Department of Public Health, Epidemiology, Biostatistics and Prevention Institute, WHO Collaborating Centre for Travellers' Health, University of Zurich, Zurich, Switzerland.
Division of Epidemiology, Human Genetics & Environmental Sciences and Center for Infectious Diseases, University of Texas School of Public Health, Houston, TX, USA.
J Travel Med. 2018 Jan 1;25(1). doi: 10.1093/jtm/tay116.
The novel oral antibiotic formulation Rifamycin SV-MMX®, with a targeted delivery to the distal small bowel and colon, was superior to placebo in treating travellers' diarrhea (TD) in a previous study. Thus, a study was designed to compare this poorly absorbed antibiotic with the systemic agent ciprofloxacin.
In a randomized double-blind phase 3 study (ERASE), the efficacy and safety of Rifamycin SV-MMX® 400 mg twice daily (RIF-MMX) was compared with ciprofloxacin 500 mg twice daily in the oral treatment of TD. Overall, 835 international visitors to India, Guatemala or Ecuador with acute TD were randomized to receive a 3-day treatment with RIF-MMX (n = 420) or ciprofloxacin (n = 415).
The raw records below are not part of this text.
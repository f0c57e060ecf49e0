use std::collections::HashMap;

use crate::app::config::FormatterConfig;
use crate::app::ports::{ConvertError, DatatypeConverter};
use crate::domain::{Column, MappedType, NativeType};

const RAW_TYPES: &[(&str, &str)] = &[
    ("char", "string"),
    ("varchar", "string"),
    ("enum", "string"),
    ("set", "string"),
    ("tinytext", "text"),
    ("text", "text"),
    ("mediumtext", "text"),
    ("longtext", "text"),
    ("tinyint", "smallint"),
    ("smallint", "smallint"),
    ("year", "smallint"),
    ("mediumint", "integer"),
    ("int", "integer"),
    ("integer", "integer"),
    ("bigint", "bigint"),
    ("bool", "boolean"),
    ("boolean", "boolean"),
    ("decimal", "decimal"),
    ("numeric", "decimal"),
    ("float", "float"),
    ("double", "float"),
    ("real", "float"),
    ("date", "date"),
    ("time", "time"),
    ("datetime", "datetime"),
    ("timestamp", "datetime"),
    ("tinyblob", "blob"),
    ("blob", "blob"),
    ("mediumblob", "blob"),
    ("longblob", "blob"),
    ("binary", "binary"),
    ("varbinary", "binary"),
    ("json", "array"),
];

/// MySQL Workbench types to Doctrine DBAL types to PHP types.
#[derive(Debug, Clone)]
pub struct Doctrine2Converter {
    raw_types: HashMap<String, MappedType>,
}

impl Doctrine2Converter {
    pub fn new() -> Self {
        let raw_types = RAW_TYPES
            .iter()
            .map(|(raw, mapped)| (raw.to_string(), MappedType::from(mapped.to_string())))
            .collect();
        Self { raw_types }
    }

    /// Built-in table plus the formatter's `type_mappings`.
    pub fn from_config(config: &FormatterConfig) -> Self {
        config
            .type_mappings
            .iter()
            .fold(Self::new(), |converter, (raw, mapped)| {
                converter.with_mapping(raw, mapped.clone())
            })
    }

    /// Registers or overrides the mapping for one raw type.
    pub fn with_mapping(mut self, raw_type: &str, mapped: MappedType) -> Self {
        self.raw_types.insert(normalize_raw_type(raw_type).0, mapped);
        self
    }
}

impl Default for Doctrine2Converter {
    fn default() -> Self {
        Self::new()
    }
}

impl DatatypeConverter for Doctrine2Converter {
    fn mapped_type(&self, column: &Column) -> Result<MappedType, ConvertError> {
        let (raw, inline_length) = normalize_raw_type(&column.raw_type);

        // MySQL has no boolean column; workbench stores BOOL as TINYINT(1).
        let length = inline_length.or(column.parameters.length);
        if raw == "tinyint" && length == Some(1) {
            return Ok(MappedType::Boolean);
        }

        self.raw_types
            .get(&raw)
            .cloned()
            .ok_or_else(|| ConvertError::UnknownRawType {
                column: column.name.clone(),
                raw_type: column.raw_type.clone(),
            })
    }

    fn native_type(&self, mapped: &MappedType) -> Result<NativeType, ConvertError> {
        Ok(match mapped {
            MappedType::Integer | MappedType::SmallInt | MappedType::BigInt => NativeType::Integer,
            MappedType::Boolean => NativeType::Boolean,
            MappedType::Decimal | MappedType::Float => NativeType::Float,
            MappedType::Date | MappedType::Time | MappedType::DateTime | MappedType::DateTimeTz => {
                NativeType::Class("\\DateTime".to_string())
            }
            MappedType::Array | MappedType::SimpleArray | MappedType::JsonArray => {
                NativeType::Array
            }
            MappedType::Object => NativeType::Object,
            MappedType::String
            | MappedType::Text
            | MappedType::Blob
            | MappedType::Binary
            | MappedType::Guid
            | MappedType::Custom(_) => NativeType::String,
        })
    }
}

/// `com.mysql.rdbms.mysql.datatype.varchar`, `VARCHAR(45)` and `varchar`
/// all normalize to `varchar`; an inline length is returned alongside.
fn normalize_raw_type(raw: &str) -> (String, Option<i64>) {
    let raw = raw.trim();
    let (name, args) = match raw.split_once('(') {
        Some((name, rest)) => (name, Some(rest.trim_end_matches(')'))),
        None => (raw, None),
    };
    let name = name.rsplit('.').next().unwrap_or(name).trim().to_lowercase();
    let length = args
        .and_then(|a| a.split(',').next())
        .and_then(|a| a.trim().parse().ok());
    (name, length)
}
Primary endpoint was time to last unformed stool (TLUS), after which clinical cure was declared. Stools samples for microbiological evaluation were collected at the baseline visit and the end of treatment visit.
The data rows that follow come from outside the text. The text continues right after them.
//! A quiz attempt in progress
//!
//! Tracks the question cursor and the growing answer map, and only hands out a
//! score once every question has a non-blank answer.

use super::key::QuizAnswerKey;
use super::scorer::{score, AnswerMap, QuizScore};
use crate::error::QuizError;

/// One student's pass through an answer key
#[derive(Debug, Clone)]
pub struct QuizAttempt<'k> {
    key: &'k QuizAnswerKey,
    current: usize,
    answers: AnswerMap,
}

impl<'k> QuizAttempt<'k> {
    /// Start an attempt at the first question
    pub fn new(key: &'k QuizAnswerKey) -> Self {
        Self {
            key,
            current: 0,
            answers: AnswerMap::new(),
        }
    }

    /// Index of the question being shown
    pub fn current_index(&self) -> usize {
        self.current
    }

    /// Question being shown
    pub fn current_question(&self) -> Option<&'k super::key::QuizQuestion> {
        self.key.get(self.current)
    }

    /// Advance to the next question; stays on the last one
    pub fn next(&mut self) -> bool {
        if self.current + 1 < self.key.len() {
            self.current += 1;
            true
        } else {
            false
        }
    }

    /// Go back one question; stays on the first one
    pub fn previous(&mut self) -> bool {
        if self.current > 0 {
            self.current -= 1;
            true
        } else {
            false
        }
    }

    /// Jump to question `index`
    pub fn go_to(&mut self, index: usize) -> Result<(), QuizError> {
        if index >= self.key.len() {
            return Err(QuizError::QuestionOutOfRange {
                index,
                total: self.key.len(),
            });
        }
        self.current = index;
        Ok(())
    }

    /// Choose `option` for the current question
    pub fn answer(&mut self, option: &str) -> Result<(), QuizError> {
        self.answer_at(self.current, option)
    }

    /// Choose `option` for question `index`
    pub fn answer_at(&mut self, index: usize, option: &str) -> Result<(), QuizError> {
        let question = self.key.get(index).ok_or(QuizError::QuestionOutOfRange {
            index,
            total: self.key.len(),
        })?;
        if !question.offers(option) {
            return Err(QuizError::UnknownOption {
                index,
                option: option.to_string(),
            });
        }
        self.answers.set(index, option);
        Ok(())
    }

    /// True if the current question has an answer
    pub fn is_current_answered(&self) -> bool {
        self.answers.is_answered(self.current)
    }

    /// True once every question has an answer
    pub fn all_answered(&self) -> bool {
        (0..self.key.len()).all(|i| self.answers.is_answered(i))
    }

    /// Answers recorded so far
    pub fn answers(&self) -> &AnswerMap {
        &self.answers
    }

    /// Score the attempt, or `None` while questions remain unanswered
    pub fn submit(&self) -> Option<QuizScore> {
        if self.all_answered() {
            Some(score(&self.answers, self.key))
        } else {
            tracing::debug!(
                "Submission refused: {}/{} answered",
                self.answers.answered_count(),
                self.key.len()
            );
            None
        }
    }

    /// Discard all answers and return to the first question
    pub fn restart(&mut self) {
        self.current = 0;
        self.answers = AnswerMap::new();
    }
}
//! # Profilometer Rig
//!
//! The scan state machine of the virtual profilometer. Workpiece selection,
//! stylus zeroing and the sample-by-sample traverse are driven through an
//! explicit guarded transition table; out-of-order commands are ignored.
//! Zero and scan run as tokio timer sequences that can be cancelled.

pub mod config;
pub mod rig;
pub mod state;
pub mod transition;

pub use config::RigConfig;
pub use rig::ProfilometerRig;
pub use state::{derive_step, ScanState};
pub use transition::{transition, RigCommand};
Median TLUS in the RIF-MMX group was 42.8 h versus 36.8 h in the ciprofloxacin group indicating non-inferiority of RIF-MMX to ciprofloxacin (P = 0.0035). Secondary efficacy endpoint results including clinical cure rate, treatment failure rate, requirement of rescue therapy as well as microbiological eradication rate confirmed those of the primary analysis indicating equal efficacy for both compounds. While patients receiving ciprofloxacin showed a significant increase of Extended Spectrum Beta Lactamase Producing-Escherichia coli (ESBL-E. Coli) colonization rates after 3-days treatment (6.9%), rates did not increase in patients receiving RIF-MMX (-0.3%). Both drugs were well-tolerated and safe.
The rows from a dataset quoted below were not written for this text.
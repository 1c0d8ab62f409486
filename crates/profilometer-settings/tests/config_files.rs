use profilometer_settings::{Config, MeasurementSystem, SettingsError};
use tempfile::tempdir;

fn customised() -> Config {
    let mut config = Config::default();
    config.measurement.sample_count = 120;
    config.measurement.scan_tick_ms = 5;
    config.measurement.seed = Some(42);
    config.display.decimal_places = 2;
    config.display.show_progress = false;
    config.display.measurement_system = MeasurementSystem::Imperial;
    config
}

#[test]
fn toml_round_trip() {
    let dir = tempdir().unwrap();
    let path = dir.path().join("lab.toml");
    let config = customised();

    config.save_to_file(&path).unwrap();
    let loaded = Config::load_from_file(&path).unwrap();
    assert_eq!(loaded, config);
}

#[test]
fn json_round_trip_creates_parent_dirs() {
    let dir = tempdir().unwrap();
    let path = dir.path().join("nested").join("lab.json");
    let config = customised();

    config.save_to_file(&path).unwrap();
    let loaded = Config::load_from_file(&path).unwrap();
    assert_eq!(loaded, config);
}

#[test]
fn unset_seed_is_omitted() {
    let dir = tempdir().unwrap();
    let path = dir.path().join("lab.toml");
    Config::default().save_to_file(&path).unwrap();

    let content = std::fs::read_to_string(&path).unwrap();
    assert!(content.contains("sample_count = 80"));
    assert!(!content.contains("seed"));
}

#[test]
fn invalid_file_is_rejected_on_load() {
    let dir = tempdir().unwrap();
    let path = dir.path().join("lab.toml");
    std::fs::write(&path, "[measurement]\nsample_count = 0\n").unwrap();

    let err = Config::load_from_file(&path).unwrap_err();
    assert!(matches!(err, SettingsError::Config(_)));
}

#[test]
fn explicit_path_takes_precedence() {
    let dir = tempdir().unwrap();
    let path = dir.path().join("lab.json");
    customised().save_to_file(&path).unwrap();

    let loaded = Config::load_or_default(Some(&path)).unwrap();
    assert_eq!(loaded.measurement.sample_count, 120);

    let missing = dir.path().join("missing.toml");
    assert!(matches!(
        Config::load_or_default(Some(&missing)),
        Err(SettingsError::IoError(_))
    ));
}
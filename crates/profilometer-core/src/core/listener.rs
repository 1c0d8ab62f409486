//! Rig listener interface
//!
//! Defines the listener trait for the collaborator callbacks of the rig

use crate::data::{ScanResult, ScanStep};
use async_trait::async_trait;

/// Handle for a registered rig listener.
///
/// Uniquely identifies a listener subscription. Can be used to unsubscribe
/// from rig callbacks.
#[derive(Debug, Clone, PartialEq, Eq, Hash)]
pub struct RigListenerHandle(pub String);

/// Listener trait for rig callbacks
///
/// Implement this trait to drive instructional prompts and reports. Callbacks
/// are awaited in order on the task that caused the change.
#[async_trait]
pub trait RigListener: Send + Sync {
    /// Called when the derived instructional step changes
    async fn on_step_changed(&self, _step: ScanStep) {}

    /// Called exactly once per completed scan
    async fn on_complete(&self, _result: &ScanResult) {}

    /// Called whenever the stylus moves
    async fn on_stylus_moved(&self, _position: f64) {}
}
use clap::Parser;
use profilometer_lab::cli::{self, Cli, Commands};
use profilometer_lab::init_logging;

#[tokio::main]
async fn main() -> anyhow::Result<()> {
    let cli = Cli::parse();

    // Initialize logging
    init_logging(cli.log_json)?;
    tracing::debug!(
        "profilometer-lab {} (built {})",
        profilometer_lab::VERSION,
        profilometer_lab::BUILD_DATE
    );

    match cli.command {
        Commands::Run(args) => cli::run::run(args).await,
        Commands::Workpieces(args) => cli::workpieces::run(args),
        Commands::Quiz(args) => cli::quiz::run(args),
        Commands::Config(cmd) => cli::config::run(cmd),
    }
}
The novel multi-matrix formulation of the broad-spectrum, poorly absorbed antibiotic Rifamycin SV was found non-inferior to the systemic antibiotic ciprofloxacin in the oral treatment of non-dysenteric TD with the advantage of a lower risk of ESBL-E. Coli acquisition.
新型口服抗生素 Rifamycin SV-MMX®,靶向递送至远端小肠和结肠,在之前的研究中优于安慰剂治疗旅行者腹泻(TD)。因此,设计了一项研究来比较这种吸收不良的抗生素与全身药物环丙沙星。
在一项随机、双盲、3 期研究(ERASE)中,比较了 Rifamycin SV-MMX®400mg 每日 2 次(RIF-MMX)与环丙沙星 500mg 每日 2 次在急性 TD 的口服治疗中的疗效和安全性。共有 835 名前往印度、危地马拉或厄瓜多尔的国际游客患有急性 TD,随机接受 3 天治疗,分别接受 RIF-MMX(n=420)或环丙沙星(n=415)治疗。主要终点是末次不成形粪便时间(TLUS),此后宣布临床治愈。在基线就诊和治疗结束就诊时采集粪便样本进行微生物学评估。
RIF-MMX 组的中位数 TLUS 为 42.8 小时,而环丙沙星组为 36.8 小时,表明 RIF-MMX 与环丙沙星的非劣效性(P=0.0035)。次要疗效终点结果,包括临床治愈率、治疗失败率、需要救援治疗以及微生物学清除率,均证实了主要分析的结果,表明两种药物具有同等疗效。虽然接受环丙沙星治疗的患者在 3 天治疗后,产Extended Spectrum Beta Lactamase Producing-Escherichia coli(ESBL-E. Coli)定植率显著增加(6.9%),但接受 RIF-MMX 治疗的患者没有增加(-0.3%)。两种药物均耐受良好且安全。
新型广谱、吸收不良抗生素 Rifamycin SV 的多基质制剂在非痢疾性 TD 的口服治疗中被发现与全身抗生素环丙沙星非劣效,且具有较低的产 ESBL-E. Coli 风险。